The strategy for handling ill-conditioning or rank-deficiency of the empirical covariance matrix.

Defaults to 'mixing'.

regularization_amountfloat, optional

The convex mixing weight assigned to the diagonal matrix obtained from diagonal of the empirical covariance matrix. Valid range for this parameter is [0,1]. Valid only when regularization_type is 'mixing'.

Defaults to the smallest number in [0,1] that makes the regularized empirical covariance matrix invertible.

projectionbool, optional

Whether or not to compute the projection model.

Defaults to True.

Attributes:

basic_info_DataFrame: Basic information of the training data for linear discriminant analysis.
priors_DataFrame: The empirical priors for each class in the training data.
coef_DataFrame: Coefficients (inclusive of intercepts) of each class' linear score function for the training data.
proj_infoDataFrame: Projection related info, such as standard deviations of the discriminants, variance proportion to the total variance explained by each discriminant, etc.
proj_modelDataFrame: The projection matrix and overall means for features.

Methods

`fit`(data[, key, features, label])	Fit the model to the given dataset.
`predict`(data[, key, features, verbose, ...])	Predict class labels using fitted linear discriminators.
`project`(data[, key, features, proj_dim])	Project data into lower dimensional spaces using the fitted LDA projection model.

Examples

>>> lda = LinearDiscriminantAnalysis(regularization_type='mixing', projection=True)

Perform fit():

>>> lda.fit(data=df, features=['X1', 'X2'], label='CLASS')
>>> lda.coef_.collect()
>>> lda.proj_model_.collect()

Perform predict():

>>> res = lda.predict(data=df_pred, key='ID',
                      features=['X1', 'X2'], verbose=False)
>>> res.collect()

Perform project():

>>> res_proj = lda.project(data=df_proj, key='ID',
                           features=['X1','X2'], proj_dim=2)
>>> res_proj.collect()

fit(data, key=None, features=None, label=None)

Fit the model to the given dataset.

Parameters:

dataDataFrame

Training data.

keystr, optional

Name of the ID column. If not provided, then:

if data is indexed by a single column, then key defaults to that index column

otherwise, it is assumed that data contains no ID column

featuresa list of str, optional

Names of the feature columns.

If not provided, its defaults to all non-ID, non-label columns.

labelstr, optional

Name of the class label.

if not provided, it defaults to the last non-ID column.

Returns:

A fitted object of class "LinearDiscriminantAnalysis".

predict(data, key=None, features=None, verbose=None, verbose_top_n=None)

Predict class labels using fitted linear discriminators.

Parameters:

dataDataFrame

Data for predicting the class labels.

keystr, optional

Name of the ID column. Mandatory if data is not indexed, or the index of data contains multiple columns.

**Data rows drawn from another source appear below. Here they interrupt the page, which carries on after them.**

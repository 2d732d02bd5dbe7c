use std::cell::RefCell;
use std::rc::Rc;

use console_error_panic_hook::set_once;
use wasm_bindgen::JsCast;
use wasm_bindgen::prelude::*;
use wasm_bindgen_futures::spawn_local;

use catalog::{CatalogCell, CatalogError, Endpoints};
use layers::{MapConfig, MarkerLayer, Viewport};
use navigation::{ChapterRequest, NavAction, Router};

mod chapter;
mod dom;
mod fetch;
mod map;

use chapter::{ChapterOutcome, DIV_BREADCRUMBS, DIV_SCRIPTURES, apply_chapter_response};
use dom::DomSink;
use fetch::{HttpCatalogSource, fetch_text};
use map::JsMap;

const CATALOG_FAILURE: &str = "<p>Unable to load the scripture index. Please reload the page.</p>";

#[derive(Debug, Default)]
struct PageState {
    endpoints: Endpoints,
    router: Router,
    markers: MarkerLayer,
    map: JsMap,
    hash_listener_installed: bool,
}

thread_local! {
    static STATE: RefCell<PageState> = RefCell::new(PageState::default());
    static CATALOG: Rc<CatalogCell> = Rc::new(CatalogCell::new());
}

/// TLS access that yields `None` during teardown instead of panicking.
fn with_state<F, R>(f: F) -> Option<R>
where
    F: FnOnce(&mut PageState) -> R,
{
    STATE.try_with(|state| f(&mut state.borrow_mut())).ok()
}

fn log(msg: &str) {
    web_sys::console::log_1(&JsValue::from_str(msg));
}

fn log_error(msg: &str) {
    web_sys::console::error_1(&JsValue::from_str(msg));
}

#[wasm_bindgen(start)]
pub fn start() -> Result<(), JsValue> {
    set_once();
    Ok(())
}

/// Loads the catalog and starts routing on hash changes.
///
/// `base_url` overrides the content service location.
#[wasm_bindgen]
pub fn init(base_url: Option<String>) -> Result<(), JsValue> {
    let endpoints = base_url.map(Endpoints::new).unwrap_or_default();
    let install = with_state(|s| {
        s.endpoints = endpoints.clone();
        !std::mem::replace(&mut s.hash_listener_installed, true)
    })
    .unwrap_or(false);
    if install {
        install_hash_listener()?;
    }

    spawn_local(async move {
        match load_catalog(endpoints).await {
            Ok(()) => on_hash_changed(),
            Err(err) => {
                log_error(&format!("scripture index load failed: {err}"));
                if let Err(err) = dom::replace_content(DIV_SCRIPTURES, CATALOG_FAILURE) {
                    log_error(&format!("failure message not shown: {err:?}"));
                }
            }
        }
    });
    Ok(())
}

async fn load_catalog(endpoints: Endpoints) -> Result<(), CatalogError> {
    let cell = CATALOG.with(Rc::clone);
    if cell.is_loading() {
        log("scripture index load already in flight; waiting for it");
    }
    let catalog = cell.get_or_load(HttpCatalogSource::new(endpoints)).await?;
    log(&format!(
        "scripture index loaded: {} volumes, {} books",
        catalog.volumes().len(),
        catalog.book_count()
    ));
    Ok(())
}

fn install_hash_listener() -> Result<(), JsValue> {
    let window = web_sys::window().ok_or_else(|| JsValue::from_str("no window"))?;
    let closure = Closure::<dyn FnMut()>::new(on_hash_changed);
    window.add_event_listener_with_callback("hashchange", closure.as_ref().unchecked_ref())?;
    closure.forget();
    Ok(())
}

/// Routes the current location hash. Runs on load and on every hash change.
#[wasm_bindgen]
pub fn on_hash_changed() {
    let Some(catalog) = CATALOG.with(|cell| cell.get()) else {
        log("hash change ignored: scripture index not loaded yet");
        return;
    };
    let hash = match dom::current_hash() {
        Ok(hash) => hash,
        Err(err) => {
            log_error(&format!("reading location hash failed: {err:?}"));
            String::new()
        }
    };

    let Some(action) = with_state(|s| s.router.navigate(&catalog, &hash)) else {
        return;
    };

    match action {
        NavAction::ShowNavigation {
            markup,
            breadcrumbs,
            ..
        } => {
            let shown = dom::replace_content(DIV_SCRIPTURES, &markup)
                .and_then(|()| dom::replace_content(DIV_BREADCRUMBS, &breadcrumbs));
            if let Err(err) = shown {
                log_error(&format!("navigation render failed: {err:?}"));
            }
        }
        NavAction::FetchChapter(request) => spawn_local(render_chapter(request)),
    }
}

async fn render_chapter(request: ChapterRequest) {
    let Some(url) = with_state(|s| request.url(&s.endpoints)) else {
        return;
    };
    let response = fetch_text(&url).await;

    let applied = with_state(|s| {
        let current = s.router.is_current(request.ticket);
        apply_chapter_response(
            current,
            &request,
            response,
            &mut DomSink,
            &mut s.markers,
            &mut s.map,
        )
    });

    match applied {
        None => {}
        Some(Ok(ChapterOutcome::Stale)) => log(&format!("dropping stale response for {url}")),
        Some(Ok(ChapterOutcome::Rendered { viewport, skipped })) => {
            for err in skipped {
                log(&format!("skipping geotag: {err}"));
            }
            log(&describe_viewport(&viewport));
        }
        Some(Ok(ChapterOutcome::Failed(err))) => {
            log_error(&format!("chapter fetch failed: {err}"));
        }
        Some(Err(err)) => log_error(&format!("chapter render failed: {err:?}")),
    }
}

fn describe_viewport(viewport: &Viewport) -> String {
    match viewport {
        Viewport::FitBounds(b) => format!(
            "map fit to [{:.4}, {:.4}] - [{:.4}, {:.4}]",
            b.south(),
            b.west(),
            b.north(),
            b.east()
        ),
        Viewport::Center {
            latitude,
            longitude,
            zoom,
        } => format!("map centered on {latitude:.4}, {longitude:.4} at zoom {zoom}"),
    }
}

/// Overrides the map defaults used when a chapter has zero or one place.
#[wasm_bindgen]
pub fn set_map_defaults(latitude: f64, longitude: f64, zoom: u32) {
    with_state(|s| {
        s.markers.set_config(MapConfig {
            default_center: (latitude, longitude),
            default_zoom: zoom,
            ..s.markers.config().clone()
        });
    });
}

Defaults to the single index column of data if not provided.

featuresa list of str, optional

Name of the feature columns.

If not provided, defaults to all non-ID columns.

verbosebool, optional

Whether or not outputs scores of all classes. If False, only score of the predicted class will be outputted.

Defaults to False.

verbose_top_nbool, optional

Specifies the number of top n classes to present after sorting with confidences. It cannot exceed the number of classes in label of the training data, and it can be 0, which means to output the confidences of all classes. Effective only when verbose is set as True.

Defaults to 0.

Returns:

DataFrame: Predicted class labels and the corresponding scores.

project(data, key=None, features=None, proj_dim=None)

Project data into lower dimensional spaces using the fitted LDA projection model.

Parameters:

dataDataFrame

Data for linear discriminant projection.

keystr, optional

Name of the ID column. Mandatory if data is not indexed, or the index of data contains multiple columns.

Defaults to the single index column of data if not provided.

featuresa list of str, optional

Name of the feature columns.

If not provided, defaults to all non-ID columns.

proj_dimint, optional

Dimension of the projected space, equivalent to the number of discriminant used for projection.

Defaults to the number of obtained discriminants.

Returns:

DataFrame

Projected data, structured as follows:

1st column: ID, with the same name and data type as data for projection.
other columns with name DISCRIMINANT_i, where i iterates from 1 to the number of elements in features, data type DOUBLE.

Inherited Methods from PALBase

Besides those methods mentioned above, the LinearDiscriminantAnalysis class also inherits methods from PALBase class, please refer to PAL Base for more details.